De plus en plus d'adeptes !

De par leur fonctionnement en mode "pure-player", à savoir 100% digital, comme leur appartenance au mouvement du DIY - pour Do It Yourself ! : ou la philosophie de la débrouille, les acteurs économiques de ce marché du partage, du troc, de l'échange, etc., sont intrinsèquement liés à l'avènement du Web 2.0. De fait, leurs clientèle est historiquement composée de jeunes rompus aux nouvelles technologies, accros à leur smartphone et peu respectueux des schémas préétablis en matière de consommation. Ce portrait-robot tend néanmoins à changer. Sur son site internet, BlaBlaCar, la marque française devenue référence mondiale en matière de covoiturage, indique remporter un plus vif succès auprès des 18 -24 ans, avec un taux de représentation parmi ses utilisateurs égal à 27%. Ex-æquo, les 25-29 ans et les 30- 39 les suivent pourtant de très prêt avec 26%. Loin d'être en reste, les 40-55 ans représentent quant à eux non moins de 16% du flux commercial du site. Difficile de ne pas voir dans ces chiffres la preuve de la "propagation" irrépressible d'un phénomène, un temps marginal.

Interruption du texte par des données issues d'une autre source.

//! Version synthesis
//!
//! A [`VersionSpec`] is an ordered list of parts, each either a literal, a half-open
//! numeric range, or a set of alternative parts picked by a discriminator computed from
//! the components resolved so far. Every browser and engine version in this crate goes
//! through [`VersionSpec::resolve_with`].

use rand::seq::SliceRandom;
use rand::Rng;

/// One component of a version specification
#[derive(Debug, Clone, PartialEq, Eq)]
pub enum VersionPart {
    /// Literal value
    Fixed(u32),
    /// Uniform draw from `lo..hi` (upper bound excluded)
    Range(u32, u32),
    /// One of several parts, selected by the discriminator
    Alternatives(Vec<VersionPart>),
}

impl VersionPart {
    fn resolve<R, F>(&self, rng: &mut R, resolved: &[u32], discriminate: &F) -> u32
    where
        R: Rng + ?Sized,
        F: Fn(&[u32]) -> usize,
    {
        match self {
            VersionPart::Fixed(value) => *value,
            VersionPart::Range(lo, hi) if lo < hi => rng.gen_range(*lo..*hi),
            VersionPart::Range(lo, _) => *lo,
            VersionPart::Alternatives(alternatives) => {
                let index = discriminate(resolved);
                match alternatives.get(index).or_else(|| alternatives.last()) {
                    Some(part) => part.resolve(rng, resolved, discriminate),
                    None => 0,
                }
            }
        }
    }

    /// Largest value this part can produce
    pub fn max(&self) -> u32 {
        match self {
            VersionPart::Fixed(value) => *value,
            VersionPart::Range(lo, hi) => hi.saturating_sub(1).max(*lo),
            VersionPart::Alternatives(alternatives) => {
                alternatives.iter().map(VersionPart::max).max().unwrap_or(0)
            }
        }
    }
}

/// Ordered parts describing a family of versions
#[derive(Debug, Clone, PartialEq, Eq)]
pub struct VersionSpec(Vec<VersionPart>);

impl VersionSpec {
    pub fn new(parts: Vec<VersionPart>) -> Self {
        Self(parts)
    }

    pub fn parts(&self) -> &[VersionPart] {
        &self.0
    }

    pub fn len(&self) -> usize {
        self.0.len()
    }

    pub fn is_empty(&self) -> bool {
        self.0.is_empty()
    }

    /// Resolve every part, taking the first alternative wherever there is a choice
    pub fn resolve<R: Rng + ?Sized>(&self, rng: &mut R) -> Vec<u32> {
        self.resolve_with(rng, first_alternative)
    }

    /// Resolve parts left to right.
    ///
    /// `discriminate` receives the components resolved so far and returns the index of
    /// the alternative to use for the current part.
    pub fn resolve_with<R, F>(&self, rng: &mut R, discriminate: F) -> Vec<u32>
    where
        R: Rng + ?Sized,
        F: Fn(&[u32]) -> usize,
    {
        let mut resolved = Vec::with_capacity(self.0.len());
        for part in &self.0 {
            let value = part.resolve(rng, &resolved, &discriminate);
            resolved.push(value);
        }
        resolved
    }
}

impl From<Vec<VersionPart>> for VersionSpec {
    fn from(parts: Vec<VersionPart>) -> Self {
        Self(parts)
    }
}

fn first_alternative(_: &[u32]) -> usize {
    0
}

/// Join components with dots, e.g. `[605, 1, 15]` => `"605.1.15"`
pub fn render_dotted(parts: &[u32]) -> String {
    parts
        .iter()
        .map(|p| p.to_string())
        .collect::<Vec<_>>()
        .join(".")
}

/// Pack a `[year, month, day]` triple into `YYYYMMDD`
pub fn render_calendar(parts: &[u32]) -> String {
    parts
        .iter()
        .enumerate()
        .map(|(i, p)| if i == 0 { format!("{:04}", p) } else { format!("{:02}", p) })
        .collect()
}

/// Resolve a spec into a dotted version.
///
/// With `drop_last_zero`, a trailing `0` component is omitted half of the time.
pub fn simple_version<R: Rng + ?Sized>(
    rng: &mut R,
    spec: &VersionSpec,
    drop_last_zero: bool,
) -> String {
    let mut parts = spec.resolve(rng);
    if drop_last_zero && parts.len() > 1 && parts.last() == Some(&0) && rng.gen_bool(0.5) {
        parts.pop();
    }
    render_dotted(&parts)
}

/// Pick one spec out of a family and resolve it as a dotted version
pub fn pick_version<R: Rng + ?Sized>(
    rng: &mut R,
    family: &[VersionSpec],
    drop_last_zero: bool,
) -> String {
    match family.choose(rng) {
        Some(spec) => simple_version(rng, spec, drop_last_zero),
        None => String::new(),
    }
}

/// Day-range alternative for a partially resolved `[year, month, ..]` date.
///
/// Index 0 covers 31-day months, 1 covers 30-day months, 2 is February in a leap
/// year and 3 is February otherwise. Leap years are every fourth year, with no
/// century exception.
pub fn day_alternative(resolved: &[u32]) -> usize {
    let year = resolved.first().copied().unwrap_or(0);
    let month = resolved.get(1).copied().unwrap_or(1);

    match month {
        1 | 3 | 5 | 7 | 8 | 10 | 12 => 0,
        4 | 6 | 9 | 11 => 1,
        _ if year % 4 == 0 => 2,
        _ => 3,
    }
}

/// Resolve a `[year, month, day alternatives]` spec into `YYYYMMDD`
pub fn calendar_version<R: Rng + ?Sized>(rng: &mut R, spec: &VersionSpec) -> String {
    render_calendar(&spec.resolve_with(rng, day_alternative))
}

/// Resolve components left to right, stopping after each one with even odds.
///
/// At least one component is always produced.
pub fn chained_version<R: Rng + ?Sized>(rng: &mut R, spec: &VersionSpec) -> Vec<u32> {
    let mut version = Vec::with_capacity(spec.len());
    for part in spec.parts() {
        let value = part.resolve(rng, &version, &first_alternative);
        version.push(value);
        if rng.gen_bool(0.5) {
            break;
        }
    }
    version
}

/// Derive a version that never sorts below `current`.
///
/// Components are walked left to right. Until one actually changes, each is redrawn
/// between its current value and the part maximum. From the first change on, every
/// following component is drawn from its full range, and after each such draw the
/// version is cut short with even odds. Components of `current` beyond `spec` are kept
/// only while nothing has changed.
pub fn roll_forward<R: Rng + ?Sized>(
    rng: &mut R,
    current: &[u32],
    spec: &VersionSpec,
) -> Vec<u32> {
    let mut version = Vec::with_capacity(current.len().max(spec.len()));
    let mut diverged = false;

    for (i, part) in spec.parts().iter().enumerate() {
        if diverged {
            let value = part.resolve(rng, &version, &first_alternative);
            version.push(value);
            if rng.gen_bool(0.5) {
                return version;
            }
            continue;
        }

        let Some(&existing) = current.get(i) else {
            return version;
        };
        let max = part.max();
        let value = if existing < max {
            rng.gen_range(existing..=max)
        } else {
            existing
        };
        diverged = value != existing;
        version.push(value);
    }

    if !diverged {
        version.extend(current.iter().skip(spec.len()));
    }
    version
}
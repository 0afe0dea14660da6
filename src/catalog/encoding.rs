//! Content codings for `Accept-Encoding`

pub const COMMON: &[&str] = &["gzip", "deflate", "br", "zstd", "identity"];

/// IANA HTTP content coding registry, plus the legacy `x-` aliases still seen in the wild.
pub const ALL: &[&str] = &[
    "gzip", "deflate", "br", "zstd", "identity", "compress", "x-gzip", "x-compress",
    "aes128gcm", "exi", "pack200-gzip", "dcb", "dcz",
];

Le phénomène des "clients ambassadeurs"

Contagieux, l'engouement pour la consommation participative semble dès lors voué à déborder du cadre du marché grand public, où il a pris son essor, pour gagner les entreprises. Certains de vos collaborateurs sont adeptes de BlaBlaCar ? D'autres sont revenus enthousiasmés par Airbnb de leurs vacances ? Ou bien encore ne jurent plus que par Uber pour leurs déplacements en ville ? Ne soyez pas surpris s'ils vous invitent demain à adopter, au niveau de l'entreprise, ces solutions - ou d'autres ! qu'ils utilisent à titre particulier. C'est le phénomène du "client ambassadeur". General Manager de l'antenne française de Onefinestay, un service d'hébergement haut de gamme déployé à Londres, New York et Paris, Kevyan Nilforoushan en articule les rouages : "Prenez un homme d'affaires qui voyage souvent à titre professionnel. Il va à chaque fois dans un hôtel de la chaîne choisie par sa direction achats. Le jour où il part en vacances, il ne tient pas à séjourner dans la même chaîne, trop connotée "travail". Il se tourne donc vers nous et, suite à cette première expérience, il se demande "Et si je faisais ça pour mon entreprise ?" C'est alors que nous rentrons en discussion avec cette dernière". Certains, jugeant le processus trop long ou trop hasardeux, n'hésitent pas pour autant à le court-circuiter. Sara Roy, la responsable communication d'Airbnb France, témoigne : "Nous nous sommes aperçus qu'un certain nombre de voyages faits avec nous étaient des voyages d'affaires ". C'était avant que la référence de l'hébergement entre particuliers n'aie une offre dédiée à ce marché. Remontée à la direction, cette réalisation a donné naissance, en août 2014, à la rubrique "voyages d'affaires" sur le site internet de Airbnb.

Un service sur-mesure

Pour autant, quelques ajustements sont nécessaires avant de partir à l'assaut du marché btob. Sara Roy se souvient : "La première étape a été de faciliter la facturation et l'administratif. Puis nous nous sommes attelés à créer un moteur de recherche adapté sur notre site internet". S'il fait intervenir des amateurs, le marché du participatif s'est ainsi hissé à la hauteur des attentes des entreprises en termes de qualité de service. Une "normalisation" qui ne se fait néanmoins pas au détriment de l'atout "différenciant" de l'offre. "Il y a quelque chose chez nous que le visiteur ne trouverait pas ailleurs, assure Kevyan Nilforoushan, faisant allusion au parc locatif de Onefinestay, constitué d'appartements de haut standing servant avant tout de lieu d'habitation. Néanmoins, nous promettons un service haut de gamme. Nous nous chargeons de changer les draps, de mettre des produits de beauté dans la salle de bain, de l'accueil..."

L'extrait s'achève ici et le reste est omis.